Data extract
//! Error types for camera-settings and example-image requests.

use crate::types::ProviderKind;
use serde::{Deserialize, Serialize};
use std::time::Duration;

/// Maximum length of a provider error body carried into an error message.
const MAX_ERROR_MESSAGE_LEN: usize = 500;

/// Errors that can occur while talking to a provider.
#[derive(Debug, thiserror::Error)]
pub enum LensCoachError {
    /// Local input failed format validation.
    #[error("validation failed: {0}")]
    Validation(String),

    /// A provider call was attempted with no usable credential.
    #[error("no API key configured for {0}")]
    MissingCredential(ProviderKind),

    /// API key rejected by the provider.
    #[error("authentication failed: {0}")]
    Auth(String),

    /// API returned an error response.
    #[error("API error: {status} - {message}")]
    Api { status: u16, message: String },

    /// Rate limit exceeded.
    #[error("rate limited, retry after {retry_after:?}")]
    RateLimited { retry_after: Option<Duration> },

    /// Content was blocked by safety filters.
    #[error("content blocked: {0}")]
    ContentBlocked(String),

    /// Invalid request parameters.
    #[error("invalid request: {0}")]
    InvalidRequest(String),

    /// Response arrived but did not have the expected envelope.
    #[error("unexpected response: {0}")]
    UnexpectedResponse(String),

    /// Structured settings parsed, but required fields were missing or empty.
    #[error("invalid response shape, missing: {}", missing.join(", "))]
    InvalidResponseShape { missing: Vec<&'static str> },

    /// Network or HTTP error.
    #[error("network error: {0}")]
    Network(#[from] reqwest::Error),

    /// JSON serialization/deserialization error.
    #[error("JSON error: {0}")]
    Json(#[from] serde_json::Error),

    /// Failed to decode base64 data.
    #[error("failed to decode: {0}")]
    Decode(String),

    /// I/O error (e.g., saving an image).
    #[error("I/O error: {0}")]
    Io(#[from] std::io::Error),

    /// Provider not available (feature not enabled).
    #[error("provider not available: {0}")]
    ProviderNotAvailable(String),
}

/// How a failure is surfaced to the user.
#[derive(Debug, Clone, Copy, PartialEq, Eq, Serialize, Deserialize)]
#[serde(rename_all = "snake_case")]
pub enum FailureKind {
    /// Transport failure, non-2xx response, unparsable body or missing key.
    ProviderCommunication,
    /// Body parsed but a required field was absent.
    InvalidResponseShape,
}

impl LensCoachError {
    /// Classifies this error for the outcome slot.
    pub fn failure_kind(&self) -> FailureKind {
        match self {
            Self::InvalidResponseShape { .. } => FailureKind::InvalidResponseShape,
            _ => FailureKind::ProviderCommunication,
        }
    }

    /// Returns the suggested retry delay, if the provider sent one.
    pub fn retry_after(&self) -> Option<Duration> {
        match self {
            Self::RateLimited { retry_after } => *retry_after,
            _ => None,
        }
    }
}

/// Result type alias for lenscoach operations.
pub type Result<T> = std::result::Result<T, LensCoachError>;

/// Truncates a provider error body and redacts anything that looks like a key.
pub(crate) fn sanitize_error_message(text: &str) -> String {
    let redacted: Vec<String> = text
        .split_whitespace()
        .map(|word| {
            let bare = word.trim_matches(|c: char| !c.is_ascii_alphanumeric());
            if (bare.starts_with("AIza") || bare.starts_with("sk-")) && bare.len() > 12 {
                word.replace(bare, "[REDACTED]")
            } else {
                word.to_string()
            }
        })
        .collect();
    let joined = redacted.join(" ");

    if joined.chars().count() > MAX_ERROR_MESSAGE_LEN {
        let truncated: String = joined.chars().take(MAX_ERROR_MESSAGE_LEN).collect();
        format!("{truncated}...")
    } else {
        joined
    }
}

/// Reads a `Retry-After` header expressed in whole seconds.
pub(crate) fn parse_retry_after(headers: &reqwest::header::HeaderMap) -> Option<u64> {
    headers
        .get(reqwest::header::RETRY_AFTER)?
        .to_str()
        .ok()?
        .trim()
        .parse()
        .ok()
}

/// Maps a non-2xx provider response to an error.
pub(crate) fn error_from_status(
    provider: ProviderKind,
    status: u16,
    text: &str,
    headers: &reqwest::header::HeaderMap,
) -> LensCoachError {
    let text = sanitize_error_message(text);
    match status {
        401 | 403 => LensCoachError::Auth(text),
        404 => LensCoachError::InvalidRequest(format!(
            "{provider} model or endpoint not found: {text}"
        )),
        429 => LensCoachError::RateLimited {
            retry_after: parse_retry_after(headers).map(Duration::from_secs),
        },
        _ => {
            let lower = text.to_lowercase();
            if lower.contains("safety")
                || lower.contains("blocked")
                || lower.contains("content_policy")
                || lower.contains("prohibited")
            {
                LensCoachError::ContentBlocked(text)
            } else {
                LensCoachError::Api {
                    status,
                    message: text,
                }
            }
        }
    }
}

Task description
Could you filter the material above and copy each line that holds the word "InvalidRequest"?

Task solution
    InvalidRequest(String),
        404 => LensCoachError::InvalidRequest(format!(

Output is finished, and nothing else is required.